*THE PROBLEM*:
Search term "impl": copy each line of the data containing it.

*PROVIDED DATA*:
....................
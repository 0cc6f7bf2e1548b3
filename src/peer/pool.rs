use std::sync::OnceLock;
use std::time::Duration;
use tokio::sync::watch;

use super::client::PeerHandle;
use crate::bootstrap::types::BootstrapState;
use crate::error::CacheError;
use crate::registry::types::NodeId;

/// One long-lived handle per node, indexed by [`NodeId`].
///
/// The handles are installed all at once when bootstrap finishes; until then
/// every lookup waits on the published [`BootstrapState`].
pub struct PeerConnectionPool {
    handles: OnceLock<Vec<PeerHandle>>,
    state: watch::Sender<BootstrapState>,
}

impl Default for PeerConnectionPool {
    fn default() -> Self {
        Self::new()
    }
}

impl PeerConnectionPool {
    pub fn new() -> Self {
        let (state, _) = watch::channel(BootstrapState::Unconnected);
        Self {
            handles: OnceLock::new(),
            state,
        }
    }

    /// A pool that is already `Ready` with the given handles.
    pub fn with_handles(handles: Vec<PeerHandle>) -> Self {
        let pool = Self::new();
        // A fresh pool has no handles, installing cannot fail.
        let _ = pool.install(handles);
        pool
    }

    pub fn state(&self) -> BootstrapState {
        *self.state.borrow()
    }

    pub fn subscribe(&self) -> watch::Receiver<BootstrapState> {
        self.state.subscribe()
    }

    pub(crate) fn advance(&self, state: BootstrapState) {
        self.state.send_replace(state);
    }

    /// Installs the handles and enters `Ready`. Only the first call succeeds.
    pub fn install(&self, handles: Vec<PeerHandle>) -> Result<(), CacheError> {
        self.handles.set(handles).map_err(|_| CacheError::AlreadyConnected)?;
        self.state.send_replace(BootstrapState::Ready);
        Ok(())
    }

    /// Waits up to `timeout` for bootstrap to reach `Ready`.
    pub async fn wait_ready(&self, timeout: Duration) -> Result<(), CacheError> {
        if self.handles.get().is_some() {
            return Ok(());
        }
        let mut state = self.state.subscribe();
        match tokio::time::timeout(timeout, state.wait_for(BootstrapState::is_ready)).await {
            Ok(Ok(_)) => Ok(()),
            _ => Err(CacheError::NotReady),
        }
    }

    /// Returns the handle for `id`, waiting up to `timeout` for readiness.
    pub async fn handle(&self, id: NodeId, timeout: Duration) -> Result<PeerHandle, CacheError> {
        self.wait_ready(timeout).await?;
        self.handles
            .get()
            .and_then(|handles| handles.get(id.index()))
            .cloned()
            .ok_or(CacheError::UnknownNode(id))
    }

    pub fn len(&self) -> usize {
        self.handles.get().map(Vec::len).unwrap_or(0)
    }

    pub fn is_empty(&self) -> bool {
        self.len() == 0
    }
}
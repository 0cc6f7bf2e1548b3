use axum::{
    Json, Router,
    extract::Extension,
    http::StatusCode,
    routing::{get, post},
};
use std::sync::Arc;

use super::protocol::*;
use crate::cache::store::CacheStore;
use crate::cache::types::CacheEntry;
use crate::registry::types::NodeId;

/// Router served on the peer port. Handlers only touch the local store.
pub fn router(local: NodeId, store: Arc<CacheStore>) -> Router {
    Router::new()
        .route(ENDPOINT_PING, get(handle_ping))
        .route(ENDPOINT_GET_DATA, post(handle_get_data))
        .route(ENDPOINT_SET_DATA, post(handle_set_data))
        .route(ENDPOINT_SET_INDEX, post(handle_set_index))
        .route(ENDPOINT_DELETE_INDEX, post(handle_delete_index))
        .layer(Extension(store))
        .layer(Extension(local))
}

pub async fn handle_ping(Extension(local): Extension<NodeId>) -> Json<PingResponse> {
    Json(PingResponse { node: local })
}

pub async fn handle_get_data(
    Extension(store): Extension<Arc<CacheStore>>,
    Json(req): Json<GetDataRequest>,
) -> (StatusCode, Json<GetDataResponse>) {
    let response = match store.get(&req.key) {
        Some(CacheEntry::Owned(value)) => GetDataResponse {
            value,
            owner: None,
            found: true,
        },
        Some(CacheEntry::Indexed(owner)) => GetDataResponse {
            value: String::new(),
            owner: Some(owner),
            found: true,
        },
        None => GetDataResponse::not_found(),
    };
    (StatusCode::OK, Json(response))
}

pub async fn handle_set_data(
    Extension(store): Extension<Arc<CacheStore>>,
    Json(req): Json<SetDataRequest>,
) -> (StatusCode, Json<AckResponse>) {
    store.set_owned(req.key, req.value);
    (StatusCode::OK, Json(AckResponse { success: true }))
}

pub async fn handle_set_index(
    Extension(local): Extension<NodeId>,
    Extension(store): Extension<Arc<CacheStore>>,
    Json(req): Json<SetIndexRequest>,
) -> (StatusCode, Json<AckResponse>) {
    if req.owner == local {
        tracing::warn!(
            "Rejected index for key {} pointing at this node ({})",
            req.key,
            local
        );
        return (
            StatusCode::CONFLICT,
            Json(AckResponse { success: false }),
        );
    }
    store.set_indexed(req.key, req.owner);
    (StatusCode::OK, Json(AckResponse { success: true }))
}

pub async fn handle_delete_index(
    Extension(store): Extension<Arc<CacheStore>>,
    Json(req): Json<DeleteIndexRequest>,
) -> (StatusCode, Json<DeleteIndexResponse>) {
    let existed = store.delete(&req.key);
    (StatusCode::OK, Json(DeleteIndexResponse { existed }))
}
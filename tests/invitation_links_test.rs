use anyhow::Result;
use percent_encoding::percent_decode_str;
use pretty_assertions::assert_eq;
use std::io::BufReader;

use vivah::calendar::CalendarEntry;
use vivah::links::{day_map_link, invitation_message, whatsapp_contact_link, whatsapp_share_link};
use vivah::theme::ThemeKind;
use vivah::{present_wedding, Event, EventDay, EventFilter, ShareSelection, WeddingData};

const ORIGIN: &str = "https://neelesh-weds-ayushi.example";

#[test]
fn test_default_days_resolve_expected_themes() {
    let data = WeddingData::default();
    let views = present_wedding(&data, &EventFilter::All);

    let themes: Vec<_> = views.iter().map(|v| v.theme.theme).collect();
    assert_eq!(
        themes,
        vec![
            ThemeKind::Ganesh,
            ThemeKind::Baan,
            ThemeKind::Ganesh,
            ThemeKind::Haldi,
            ThemeKind::Sangeet,
            ThemeKind::Barat,
        ]
    );
}

#[test]
fn test_haldi_google_calendar_link() {
    let data = WeddingData::default();
    let haldi = &data.event_days[3];
    let entry = CalendarEntry::new(haldi, &haldi.events[0]);

    assert_eq!(entry.date_stamp, "20260205");
    let url = entry.google_url();
    assert!(url.starts_with("https://calendar.google.com/calendar/render?action=TEMPLATE&text=Haldi%20-%20Haldi%20Ceremony&"));
    assert!(url.contains("&dates=20260205/20260205&"));
    assert!(url.contains("&location=Green%20Triveni%2C%20Grand%20Sikar%20Road"));
}

#[test]
fn test_lagan_ics_parses_as_calendar() -> Result<()> {
    let data = WeddingData::default();
    let lagan = &data.event_days[5];
    let uri = CalendarEntry::new(lagan, &lagan.events[4]).ics_data_uri();

    let payload = uri
        .strip_prefix("data:text/calendar;charset=utf-8,")
        .expect("data uri prefix");
    let ics = percent_decode_str(payload).decode_utf8()?.into_owned();
    assert!(ics.contains("DTSTART:20260206\nDTEND:20260206"));

    let mut parser = ical::IcalParser::new(BufReader::new(ics.as_bytes()));
    let calendar = parser.next().expect("one calendar").expect("valid ics");
    assert_eq!(calendar.events.len(), 1);

    let summary = calendar.events[0]
        .properties
        .iter()
        .find(|p| p.name == "SUMMARY")
        .and_then(|p| p.value.clone());
    assert_eq!(summary.as_deref(), Some("Panigrahan Sanskar - Lagan-Laagi-Re"));
    Ok(())
}

#[test]
fn test_residence_map_link_searches_address() {
    let data = WeddingData::default();
    assert_eq!(
        day_map_link(&data.event_days[0]).as_deref(),
        Some("https://maps.google.com/?q=A-21%2C%20Sudama%20Marg%2C%20Vijay%20Vadi%2C%20Path%20No.%206%2C%20Sikar%20Road%2C%20Jaipur")
    );
}

#[test]
fn test_share_link_round_trip_filters_days() -> Result<()> {
    let data = WeddingData::default();
    let link = ShareSelection::for_wedding(&data)
        .with_ids(["haldi", "sangeet"])
        .link(ORIGIN);
    assert_eq!(link, format!("{}?events=haldi,sangeet", ORIGIN));

    let filter = EventFilter::from_url(&data.share_ids(), &link)?;
    let titles: Vec<_> = present_wedding(&data, &filter)
        .into_iter()
        .map(|v| v.title)
        .collect();
    assert_eq!(titles, vec!["Haldi Ceremony", "Lights, Camera, Sangeet"]);
    Ok(())
}

#[test]
fn test_full_selection_shares_bare_origin() -> Result<()> {
    let data = WeddingData::default();
    let mut selection = ShareSelection::for_wedding(&data);
    selection.toggle_all();
    assert_eq!(selection.link(ORIGIN), ORIGIN);
    assert_eq!(EventFilter::from_url(&data.share_ids(), ORIGIN)?, EventFilter::All);
    Ok(())
}

#[test]
fn test_configured_day_round_trips_through_share_link() -> Result<()> {
    let mut data = WeddingData::default();
    let mut reception = EventDay::new("Reception", "Saturday, 7th February 2026");
    reception.id = Some("reception".to_string());
    reception.events.push(Event::new("Dinner", "8:00 pm"));
    data.event_days.push(reception);

    let link = ShareSelection::for_wedding(&data)
        .with_ids(["reception"])
        .link(ORIGIN);
    let filter = EventFilter::from_url(&data.share_ids(), &link)?;
    let titles: Vec<_> = present_wedding(&data, &filter)
        .into_iter()
        .map(|v| v.title)
        .collect();
    assert_eq!(titles, vec!["Reception"]);
    Ok(())
}

#[test]
fn test_whatsapp_links() {
    let data = WeddingData::default();
    assert_eq!(whatsapp_contact_link(&data.whatsapp_number), "https://wa.me/919828023034");

    let message = invitation_message(&data.couple(), ORIGIN);
    let link = whatsapp_share_link(&message);
    assert!(link.starts_with("https://wa.me/?text=%E2%9C%A8%20You're%20Invited!%20%E2%9C%A8"));
    assert!(link.ends_with("%F0%9F%94%97%20https%3A%2F%2Fneelesh-weds-ayushi.example"));
}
....................
*EXERCISE ANSWER*:
impl Default for PeerConnectionPool {
impl PeerConnectionPool {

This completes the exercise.